*** Entries shown ***

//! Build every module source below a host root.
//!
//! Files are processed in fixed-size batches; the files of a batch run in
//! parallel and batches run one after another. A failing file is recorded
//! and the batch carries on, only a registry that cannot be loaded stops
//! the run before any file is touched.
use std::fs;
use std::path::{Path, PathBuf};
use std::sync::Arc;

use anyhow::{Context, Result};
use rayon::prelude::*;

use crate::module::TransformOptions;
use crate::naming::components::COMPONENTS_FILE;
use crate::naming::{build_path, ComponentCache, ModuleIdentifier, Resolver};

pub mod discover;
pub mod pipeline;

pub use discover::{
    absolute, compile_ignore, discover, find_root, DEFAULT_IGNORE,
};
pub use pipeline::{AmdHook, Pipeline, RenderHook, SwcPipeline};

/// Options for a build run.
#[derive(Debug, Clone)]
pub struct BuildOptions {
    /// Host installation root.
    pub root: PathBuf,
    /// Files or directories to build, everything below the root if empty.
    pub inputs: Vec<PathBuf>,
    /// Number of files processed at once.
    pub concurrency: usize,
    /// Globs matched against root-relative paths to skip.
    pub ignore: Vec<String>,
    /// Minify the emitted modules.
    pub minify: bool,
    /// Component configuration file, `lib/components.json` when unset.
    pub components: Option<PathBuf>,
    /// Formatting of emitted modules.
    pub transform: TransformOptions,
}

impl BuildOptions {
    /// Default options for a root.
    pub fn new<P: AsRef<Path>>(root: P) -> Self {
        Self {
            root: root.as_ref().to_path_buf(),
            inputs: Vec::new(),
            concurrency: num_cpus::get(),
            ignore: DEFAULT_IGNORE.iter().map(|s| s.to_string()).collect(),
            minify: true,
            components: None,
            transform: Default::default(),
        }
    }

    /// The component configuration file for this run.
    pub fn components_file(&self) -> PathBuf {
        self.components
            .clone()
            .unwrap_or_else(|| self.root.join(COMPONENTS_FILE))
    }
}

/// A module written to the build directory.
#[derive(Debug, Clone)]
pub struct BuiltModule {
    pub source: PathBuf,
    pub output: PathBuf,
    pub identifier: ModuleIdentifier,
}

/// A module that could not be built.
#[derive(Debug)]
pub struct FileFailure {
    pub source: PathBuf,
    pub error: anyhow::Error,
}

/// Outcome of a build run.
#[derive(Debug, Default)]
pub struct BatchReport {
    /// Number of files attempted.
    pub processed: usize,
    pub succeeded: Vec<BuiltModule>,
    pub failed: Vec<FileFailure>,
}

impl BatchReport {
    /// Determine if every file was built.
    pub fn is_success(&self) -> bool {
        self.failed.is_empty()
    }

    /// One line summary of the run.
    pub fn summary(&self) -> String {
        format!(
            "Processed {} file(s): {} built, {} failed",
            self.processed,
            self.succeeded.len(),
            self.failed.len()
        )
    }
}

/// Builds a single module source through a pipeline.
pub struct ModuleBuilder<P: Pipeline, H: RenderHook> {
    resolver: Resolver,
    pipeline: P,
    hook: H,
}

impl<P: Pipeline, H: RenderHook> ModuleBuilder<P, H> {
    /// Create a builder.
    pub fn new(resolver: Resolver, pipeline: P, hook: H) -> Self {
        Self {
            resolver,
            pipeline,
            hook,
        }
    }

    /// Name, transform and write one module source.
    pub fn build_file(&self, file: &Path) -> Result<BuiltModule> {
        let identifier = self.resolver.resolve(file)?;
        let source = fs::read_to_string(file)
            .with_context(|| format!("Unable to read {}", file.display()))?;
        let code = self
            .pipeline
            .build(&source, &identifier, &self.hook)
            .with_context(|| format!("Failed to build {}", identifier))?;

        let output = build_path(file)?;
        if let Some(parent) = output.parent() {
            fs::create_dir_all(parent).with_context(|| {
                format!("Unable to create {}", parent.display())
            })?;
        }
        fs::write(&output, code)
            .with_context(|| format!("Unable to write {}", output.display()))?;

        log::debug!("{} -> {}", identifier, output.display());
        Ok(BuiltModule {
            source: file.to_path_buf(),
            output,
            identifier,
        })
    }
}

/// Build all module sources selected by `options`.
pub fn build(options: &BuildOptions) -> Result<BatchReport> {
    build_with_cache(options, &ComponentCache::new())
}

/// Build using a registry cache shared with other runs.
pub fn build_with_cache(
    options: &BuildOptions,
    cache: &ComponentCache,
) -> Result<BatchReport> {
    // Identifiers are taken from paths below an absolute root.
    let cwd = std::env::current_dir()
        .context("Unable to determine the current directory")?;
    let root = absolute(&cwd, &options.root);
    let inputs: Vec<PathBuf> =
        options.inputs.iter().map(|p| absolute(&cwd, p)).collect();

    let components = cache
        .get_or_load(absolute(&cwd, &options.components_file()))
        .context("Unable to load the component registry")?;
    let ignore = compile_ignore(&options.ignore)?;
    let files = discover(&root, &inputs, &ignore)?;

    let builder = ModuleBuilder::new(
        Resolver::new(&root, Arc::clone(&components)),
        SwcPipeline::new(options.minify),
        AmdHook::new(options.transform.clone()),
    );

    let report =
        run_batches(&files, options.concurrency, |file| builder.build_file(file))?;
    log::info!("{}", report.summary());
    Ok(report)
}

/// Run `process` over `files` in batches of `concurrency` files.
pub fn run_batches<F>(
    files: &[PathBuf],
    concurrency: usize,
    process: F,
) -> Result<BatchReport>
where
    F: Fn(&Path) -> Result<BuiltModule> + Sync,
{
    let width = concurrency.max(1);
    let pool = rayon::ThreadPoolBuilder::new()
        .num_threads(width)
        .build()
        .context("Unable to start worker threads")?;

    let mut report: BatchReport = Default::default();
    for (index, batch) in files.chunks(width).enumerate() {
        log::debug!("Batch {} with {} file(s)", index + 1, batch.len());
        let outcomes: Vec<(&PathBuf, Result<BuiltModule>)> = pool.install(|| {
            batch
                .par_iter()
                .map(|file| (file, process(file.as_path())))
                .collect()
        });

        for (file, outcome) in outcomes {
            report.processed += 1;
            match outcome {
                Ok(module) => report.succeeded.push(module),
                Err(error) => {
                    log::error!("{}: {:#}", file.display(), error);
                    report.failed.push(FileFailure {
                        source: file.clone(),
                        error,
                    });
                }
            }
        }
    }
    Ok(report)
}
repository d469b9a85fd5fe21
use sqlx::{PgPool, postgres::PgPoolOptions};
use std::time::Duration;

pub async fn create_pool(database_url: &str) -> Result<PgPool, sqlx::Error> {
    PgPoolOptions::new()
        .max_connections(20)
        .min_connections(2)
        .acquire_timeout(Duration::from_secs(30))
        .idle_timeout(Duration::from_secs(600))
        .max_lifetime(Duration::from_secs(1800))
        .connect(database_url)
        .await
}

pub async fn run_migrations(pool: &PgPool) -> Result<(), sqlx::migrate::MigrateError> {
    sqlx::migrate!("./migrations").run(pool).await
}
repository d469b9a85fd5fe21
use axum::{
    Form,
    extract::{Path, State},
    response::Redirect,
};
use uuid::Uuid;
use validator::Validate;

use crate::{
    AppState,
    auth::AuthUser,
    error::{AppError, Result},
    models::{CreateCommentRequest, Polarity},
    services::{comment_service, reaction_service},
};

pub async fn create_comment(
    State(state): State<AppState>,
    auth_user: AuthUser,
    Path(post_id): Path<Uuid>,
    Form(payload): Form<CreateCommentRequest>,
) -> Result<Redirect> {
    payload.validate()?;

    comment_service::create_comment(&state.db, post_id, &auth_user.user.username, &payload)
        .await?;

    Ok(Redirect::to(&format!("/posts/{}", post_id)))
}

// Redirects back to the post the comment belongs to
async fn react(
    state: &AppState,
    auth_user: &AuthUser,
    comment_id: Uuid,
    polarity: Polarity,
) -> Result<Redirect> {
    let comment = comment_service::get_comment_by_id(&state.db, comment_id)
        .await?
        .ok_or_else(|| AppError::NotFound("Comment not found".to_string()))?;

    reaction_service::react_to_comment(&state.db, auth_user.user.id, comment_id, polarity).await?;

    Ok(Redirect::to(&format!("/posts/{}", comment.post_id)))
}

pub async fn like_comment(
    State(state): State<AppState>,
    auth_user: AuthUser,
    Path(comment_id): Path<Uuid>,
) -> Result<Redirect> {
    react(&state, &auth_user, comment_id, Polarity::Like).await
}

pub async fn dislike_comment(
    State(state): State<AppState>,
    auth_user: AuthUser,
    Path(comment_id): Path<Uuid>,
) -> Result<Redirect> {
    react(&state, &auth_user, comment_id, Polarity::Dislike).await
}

*** End of Entries shown ***

- _About this task_
Within the material above, transcribe exactly the lines that run from the line holding "self.failed.len()" through the line holding "pub fn new(resolver: Resolver, pipeline: P, hook: H)".

- _Reply_
            self.failed.len()
        )
    }
}

/// Builds a single module source through a pipeline.
pub struct ModuleBuilder<P: Pipeline, H: RenderHook> {
    resolver: Resolver,
    pipeline: P,
    hook: H,
}

impl<P: Pipeline, H: RenderHook> ModuleBuilder<P, H> {
    /// Create a builder.
    pub fn new(resolver: Resolver, pipeline: P, hook: H) -> Self {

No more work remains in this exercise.